Fig. 5. Same as Fig. 4 but for ⟨BLOS⟩/(⟨BZ⟩×μ) instead of ⟨BLOS⟩ plotted vs. μ. The dashed black line indicates the result if the BLOS CLV is linear with μ and the ‘ground truth’ ⟨BZ⟩ was retrieved at μ = 1.

At or near disc centre, at SO/PHI-HRT and the native MURaM resolution, ⟨B_LOS⟩ exceeds ⟨B_Z⟩ by approximately 3 − 10%: at the MURaM resolution the values are: 221 ± 2, 109 ± 1, 53 ± 1, 31 ± 1 G for ⟨B_Z⟩ = 200, 100, 50, 30 G, respectively. This increase can be attributed to the fact that we observe the photosphere on an optical depth surface, instead of a geometric one. In regions of high magnetic flux, the plasma is evacuated such that we can ‘see’ deeper into the Sun, into regions where the magnetic field is enhanced.
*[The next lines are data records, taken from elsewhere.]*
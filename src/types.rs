use chrono::NaiveDateTime;
use serde::{Deserialize, Serialize};
use std::path::PathBuf;

/// Sample type of every raster band
pub type Sample = f32;

/// Coordinate reference system of a band
#[derive(Debug, Clone, PartialEq, Serialize, Deserialize)]
pub enum Crs {
    /// EPSG authority code (e.g. 4326, 32630)
    Epsg(u32),
    /// Well-known-text definition as read from the raster header
    Wkt(String),
    /// No projection information available
    Unknown,
}

impl Crs {
    /// WGS84 geographic coordinates
    pub fn wgs84() -> Self {
        Crs::Epsg(4326)
    }

    /// Build from the projection string GDAL reports for a dataset
    pub fn from_projection(projection: &str) -> Self {
        let trimmed = projection.trim();
        if trimmed.is_empty() {
            return Crs::Unknown;
        }
        if let Some(code) = trimmed
            .strip_prefix("EPSG:")
            .and_then(|c| c.parse::<u32>().ok())
        {
            return Crs::Epsg(code);
        }
        Crs::Wkt(trimmed.to_string())
    }

    /// EPSG code, resolving WKT through GDAL when possible
    pub fn epsg(&self) -> Option<u32> {
        match self {
            Crs::Epsg(code) => Some(*code),
            Crs::Wkt(wkt) => gdal::spatial_ref::SpatialRef::from_wkt(wkt)
                .ok()
                .and_then(|srs| srs.auth_code().ok())
                .and_then(|code| u32::try_from(code).ok()),
            Crs::Unknown => None,
        }
    }

    /// Whether two descriptors name the same system
    pub fn is_equivalent(&self, other: &Crs) -> bool {
        if self == other {
            return true;
        }
        match (self.epsg(), other.epsg()) {
            (Some(a), Some(b)) => a == b,
            _ => false,
        }
    }

    /// GDAL spatial reference with traditional (x = lon/easting, y = lat/northing) axis order
    pub fn to_spatial_ref(&self) -> ShorelineResult<gdal::spatial_ref::SpatialRef> {
        let srs = match self {
            Crs::Epsg(code) => gdal::spatial_ref::SpatialRef::from_epsg(*code)?,
            Crs::Wkt(wkt) => gdal::spatial_ref::SpatialRef::from_wkt(wkt)?,
            Crs::Unknown => {
                return Err(ShorelineError::InvalidParameter(
                    "band has no projection; cannot build a spatial reference".to_string(),
                ))
            }
        };
        srs.set_axis_mapping_strategy(
            gdal_sys::OSRAxisMappingStrategy::OAMS_TRADITIONAL_GIS_ORDER,
        );
        Ok(srs)
    }
}

impl std::fmt::Display for Crs {
    fn fmt(&self, f: &mut std::fmt::Formatter<'_>) -> std::fmt::Result {
        match self {
            Crs::Epsg(code) => write!(f, "EPSG:{}", code),
            Crs::Wkt(wkt) => write!(f, "WKT({} chars)", wkt.len()),
            Crs::Unknown => write!(f, "unknown CRS"),
        }
    }
}

/// Geospatial transformation parameters (GDAL coefficient order)
#[derive(Debug, Clone, Copy, PartialEq, Serialize, Deserialize)]
pub struct GeoTransform {
    pub top_left_x: f64,
    pub pixel_width: f64,
    pub rotation_x: f64,
    pub top_left_y: f64,
    pub rotation_y: f64,
    pub pixel_height: f64,
}

impl GeoTransform {
    /// North-up transform without rotation
    pub fn new(top_left_x: f64, top_left_y: f64, pixel_width: f64, pixel_height: f64) -> Self {
        Self {
            top_left_x,
            pixel_width,
            rotation_x: 0.0,
            top_left_y,
            rotation_y: 0.0,
            pixel_height,
        }
    }

    /// From the six coefficients in GDAL order
    pub fn from_gdal(coeffs: [f64; 6]) -> Self {
        Self {
            top_left_x: coeffs[0],
            pixel_width: coeffs[1],
            rotation_x: coeffs[2],
            top_left_y: coeffs[3],
            rotation_y: coeffs[4],
            pixel_height: coeffs[5],
        }
    }

    /// The six coefficients in GDAL order
    pub fn to_gdal(&self) -> [f64; 6] {
        [
            self.top_left_x,
            self.pixel_width,
            self.rotation_x,
            self.top_left_y,
            self.rotation_y,
            self.pixel_height,
        ]
    }

    /// World coordinate of the top-left corner of pixel (row, col)
    pub fn pixel_to_world(&self, row: f64, col: f64) -> (f64, f64) {
        let x = self.top_left_x + col * self.pixel_width + row * self.rotation_x;
        let y = self.top_left_y + col * self.rotation_y + row * self.pixel_height;
        (x, y)
    }

    /// Same transform for a grid `factor` times finer
    pub fn refined(&self, factor: usize) -> Self {
        let f = factor as f64;
        Self {
            top_left_x: self.top_left_x,
            pixel_width: self.pixel_width / f,
            rotation_x: self.rotation_x / f,
            top_left_y: self.top_left_y,
            rotation_y: self.rotation_y / f,
            pixel_height: self.pixel_height / f,
        }
    }

    /// World bounding box covered by a grid of `rows` x `cols` pixels
    pub fn bounds(&self, rows: usize, cols: usize) -> BoundingBox {
        let corners = [
            self.pixel_to_world(0.0, 0.0),
            self.pixel_to_world(0.0, cols as f64),
            self.pixel_to_world(rows as f64, 0.0),
            self.pixel_to_world(rows as f64, cols as f64),
        ];
        BoundingBox::enclosing(&corners)
    }
}

impl Default for GeoTransform {
    fn default() -> Self {
        Self::new(0.0, 0.0, 1.0, -1.0)
    }
}

/// Axis-aligned bounding box in world units of some CRS
#[derive(Debug, Clone, Copy, PartialEq, Serialize, Deserialize)]
pub struct BoundingBox {
    pub min_x: f64,
    pub max_x: f64,
    pub min_y: f64,
    pub max_y: f64,
}

impl BoundingBox {
    /// Smallest box containing every point
    pub fn enclosing(points: &[(f64, f64)]) -> Self {
        let mut bbox = BoundingBox {
            min_x: f64::INFINITY,
            max_x: f64::NEG_INFINITY,
            min_y: f64::INFINITY,
            max_y: f64::NEG_INFINITY,
        };
        for &(x, y) in points {
            bbox.min_x = bbox.min_x.min(x);
            bbox.max_x = bbox.max_x.max(x);
            bbox.min_y = bbox.min_y.min(y);
            bbox.max_y = bbox.max_y.max(y);
        }
        bbox
    }

    pub fn width(&self) -> f64 {
        self.max_x - self.min_x
    }

    pub fn height(&self) -> f64 {
        self.max_y - self.min_y
    }
}

/// Polarity of a binary classification band
#[derive(Debug, Clone, Copy, PartialEq, Eq, Hash, Serialize, Deserialize)]
pub enum ClassKind {
    Water,
    Land,
}

impl ClassKind {
    /// The other class
    pub fn opposite(self) -> Self {
        match self {
            ClassKind::Water => ClassKind::Land,
            ClassKind::Land => ClassKind::Water,
        }
    }
}

impl std::fmt::Display for ClassKind {
    fn fmt(&self, f: &mut std::fmt::Formatter<'_>) -> std::fmt::Result {
        match self {
            ClassKind::Water => write!(f, "water"),
            ClassKind::Land => write!(f, "land"),
        }
    }
}

/// One geo-referenced shoreline vertex in the target CRS
#[derive(Debug, Clone, Copy, PartialEq, Serialize, Deserialize)]
pub struct ShorelinePoint {
    /// Longitude (or easting for projected targets)
    pub lon: f64,
    /// Latitude (or northing for projected targets)
    pub lat: f64,
}

/// Acquisition metadata carried into the shoreline CSV
#[derive(Debug, Clone, PartialEq, Serialize, Deserialize)]
pub struct AcquisitionInfo {
    /// File-name prefix shared by every band of the acquisition
    pub prefix: String,
    /// Platform name, e.g. SENTINEL2A
    pub satellite: Option<String>,
    /// Sensing start time
    pub timestamp: Option<NaiveDateTime>,
    /// Tile / zone identifier, e.g. 30TXR
    pub zone: Option<String>,
}

/// Error types for shoreline extraction
#[derive(Debug, thiserror::Error)]
pub enum ShorelineError {
    #[error("I/O error: {0}")]
    Io(#[from] std::io::Error),

    #[error("GDAL error: {0}")]
    Gdal(#[from] gdal::errors::GdalError),

    #[error("Band shape mismatch: expected {expected:?}, got {actual:?}")]
    ShapeMismatch {
        expected: (usize, usize),
        actual: (usize, usize),
    },

    #[error("Not implemented: {0}")]
    NotImplemented(String),

    #[error("Invalid parameter: {0}")]
    InvalidParameter(String),

    #[error("Missing input file: {}", .0.display())]
    MissingInput(PathBuf),

    #[error("Invalid data format: {0}")]
    InvalidFormat(String),

    #[error("CSV error: {0}")]
    Csv(#[from] csv::Error),

    #[error("Configuration error: {0}")]
    Config(#[from] serde_json::Error),

    #[error("Acquisition {unit} timed out after {seconds} s")]
    Timeout { unit: String, seconds: u64 },

    #[error("Acquisition {0} was abandoned before writing its outputs")]
    Cancelled(String),

    #[error("Processing error: {0}")]
    Processing(String),
}

/// Result type for shoreline operations
pub type ShorelineResult<T> = Result<T, ShorelineError>;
Schlichenmaier et al. (2023) presented a similar effect; Milić et al. (2024) reported a 10% increase for ⟨B_Z⟩ = 30 G at μ = 1, compared to the 3% increase we find, but this small difference is most likely due to the somewhat different formation heights of the 6301.5 Å and 6302.5 Å line pair that they investigated and 6173.2 Å.

Above μ = 0.5, ⟨B_LOS⟩ decreases as the spatial resolution decreases, which was already visible in the ⟨B_LOS⟩ values written in Fig. 3. This appears to be caused by two effects. The first is flux cancellation: for example, in the top left quadrant of Fig. 3 for μ = 1, there are several patches with negative B_LOS close to positive, upward pointing, flux concentrations. When the pixel size increases, and these positive and negative flux patches are included in the same pixel, the Stokes V profiles partially cancel, such that an overall lower flux density is inferred. In order to minimise this well-known and expected behaviour, we have started the simulations with purely unipolar field initial conditions. Therefore we assume that this is a minor effect compared to the other factor: as the pixel sizes increase, the strongest field regions (magnetic elements or flux tubes) are no longer adequately resolved. It is due to the non-linear behaviour of radiative transfer and the differences in properties, such as the thermal profile, between structures with and without magnetic fields, that when they are considered together in a low spatial resolution element, the inferred magnetic field does not accurately represent the true underlying physical structures.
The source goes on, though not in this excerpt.